Do as little custom configuration of the network as possible, even if that means some devices will not be able to connect, says Greg Briggs, Pacific Lutheran’s network manager. “Custom configurations make your network more difficult to manage, keep secure and operate at maximum speed.”

For example, the connection standards of a Nintendo DS mean it cannot join the university’s modern Wi-Fi system. Other students would experience a serious performance slowdown if network standards were lowered to accommodate students wanting to use the device.

“We just have to draw some lines from a service standpoint,” says Allen. “We are not going to change all of our configurations if it’s going to cause problems for other devices.”

And those service policies need to be communicated to students, who need to understand that all requests cannot be granted. Student rights need to be considered from a privacy standpoint as well.

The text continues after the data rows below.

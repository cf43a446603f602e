//! Integration tests: wire bytes → parser → queue → engine → frames.

use std::sync::{Arc, Mutex};

use mm_engine::{DeltaQueue, Engine};
use mm_ir::{Frame, OscStatus, Sysclock, Waveform};
use mm_net::{Receiver, ReceiverConfig};
use mm_unit::{render_offline, UnitConfig};

fn rig() -> (Receiver, Arc<Mutex<DeltaQueue>>, Engine, Sysclock) {
    let queue = Arc::new(Mutex::new(DeltaQueue::new()));
    let clock = Sysclock::new();
    let receiver = Receiver::new(ReceiverConfig::default());
    let engine = Engine::new(queue.clone(), clock.clone());
    (receiver, queue, engine, clock)
}

fn max_amplitude(frames: &[Frame]) -> i16 {
    frames.iter().map(|f| f.left.saturating_abs()).max().unwrap_or(0)
}

#[test]
fn note_message_reaches_the_oscillator() {
    let (mut receiver, queue, mut engine, clock) = rig();

    // The canonical wire example: oscillator 0, sine, 440 Hz, trigger,
    // stamped with the sender's own clock.
    let t = clock.now_ms();
    receiver.handle_line(&format!("v0w0f440l1t{}", t), clock.now_ms(), &queue);

    // The first message anchors the timebase, so it plays at
    // now + latency (50 ms ≈ 9 blocks). Give it 20.
    let frames = engine.render_blocks(20);

    assert_eq!(engine.bank().oscs[0].status, OscStatus::Audible);
    assert_eq!(engine.bank().oscs[0].wave, Waveform::Sine);
    assert_eq!(engine.bank().oscs[0].freq, 440.0);
    assert!(max_amplitude(&frames) > 100);
}

#[test]
fn batched_packet_schedules_every_line() {
    let (mut receiver, queue, mut engine, clock) = rig();

    let packet = b"v0w0f440l1\nv1w2f220l1\nV8";
    receiver.handle_packet(packet, clock.now_ms(), &queue);
    engine.render_blocks(4);

    assert_eq!(engine.bank().oscs[0].status, OscStatus::Audible);
    assert_eq!(engine.bank().oscs[1].status, OscStatus::Audible);
    assert_eq!(engine.bank().oscs[1].wave, Waveform::Saw);
    assert_eq!(engine.bank().globals.master_volume, 8.0);
}

#[test]
fn untimed_release_message_fades_the_voice_out() {
    let (mut receiver, queue, mut engine, clock) = rig();

    receiver.handle_line("v0w0f440l1A1,50,0.8,40", clock.now_ms(), &queue);
    engine.render_blocks(4);
    assert_eq!(engine.bank().oscs[0].status, OscStatus::Audible);

    receiver.handle_line("v0l0", engine.clock().now_ms(), &queue);
    // release is 40 ms; render well past it
    engine.render_blocks(20);
    assert_eq!(engine.bank().oscs[0].status, OscStatus::Off);

    let tail = engine.render_blocks(4);
    assert_eq!(max_amplitude(&tail), 0);
}

#[test]
fn fm_patch_message_sounds_and_reset_silences() {
    let (mut receiver, queue, mut engine, clock) = rig();

    receiver.handle_line("v0p0f220l1", clock.now_ms(), &queue);
    let frames = engine.render_blocks(8);
    assert_eq!(engine.bank().oscs[0].wave, Waveform::Algorithm);
    assert_eq!(engine.bank().oscs[1].status, OscStatus::AlgoSource);
    assert!(max_amplitude(&frames) > 100);

    receiver.handle_line("S1", engine.clock().now_ms(), &queue);
    engine.render_blocks(2);
    let after = engine.render_blocks(4);
    assert_eq!(max_amplitude(&after), 0);
}

#[test]
fn clearing_algo_source_status_silences_the_chain() {
    let (mut receiver, queue, mut engine, clock) = rig();

    receiver.handle_line("v0p0f220l1", clock.now_ms(), &queue);
    let before = engine.render_blocks(8);
    assert!(max_amplitude(&before) > 100);

    // Reset every operator sub-oscillator; the voice keeps rendering but
    // its chain is gone.
    for osc in 1..=6 {
        receiver.handle_line(&format!("v{}S0", osc), engine.clock().now_ms(), &queue);
    }
    engine.render_blocks(2);
    let after = engine.render_blocks(4);
    assert_eq!(max_amplitude(&after), 0);
}

#[test]
fn output_is_always_within_sixteen_bits() {
    let (mut receiver, queue, mut engine, clock) = rig();

    // Everything loud at full master volume; the clipper has to hold.
    let now = clock.now_ms();
    receiver.handle_line("V10", now, &queue);
    for osc in 0..8 {
        receiver.handle_line(&format!("v{}w1f{}a1l1", osc, 100 + osc * 50), now, &queue);
    }
    let frames = engine.render_blocks(10);
    assert!(max_amplitude(&frames) > 20_000, "expected a loud mix");
    // i16 can't overflow by type, but saturation must land on max, not wrap
    assert!(frames.iter().all(|f| f.left > i16::MIN));
}

#[test]
fn eq_letters_land_in_globals() {
    let (mut receiver, queue, mut engine, clock) = rig();
    receiver.handle_line("x0.5y1.5z2.0", clock.now_ms(), &queue);
    engine.render_blocks(1);
    let globals = engine.bank().globals;
    assert_eq!(globals.eq_low, 0.5);
    assert_eq!(globals.eq_mid, 1.5);
    assert_eq!(globals.eq_high, 2.0);
}

#[test]
fn sync_traffic_never_schedules_audio() {
    let (mut receiver, queue, mut engine, clock) = rig();
    receiver.handle_line("_s123456i0c1r7y0Z", clock.now_ms(), &queue);
    assert_eq!(queue.lock().unwrap().len(), 0);
    let frames = engine.render_blocks(4);
    assert_eq!(max_amplitude(&frames), 0);
}

#[test]
fn offline_unit_render_matches_engine_path() {
    let cfg = UnitConfig::default();
    let frames = render_offline(&cfg, &["v0w3f330l1"], 12);
    assert!(max_amplitude(&frames) > 100);
}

“There is an ethical question around tracking student devices around campus,” says Allen. “It would be cool to analyze web traffic in a classroom to get a sense of level of classroom participation, but that may cross ethical boundaries.”

As Travis Seekins points out, higher ed must plan comprehensively for IoT, lest those with malicious intent take advantage of confidential data on underprotected networks. “We need to resign ourselves that it’s coming,” he says. “Let’s be good stewards of the technology and make sure it is used appropriately and beneficially.”

Kylie Lacey is associate editor of UB.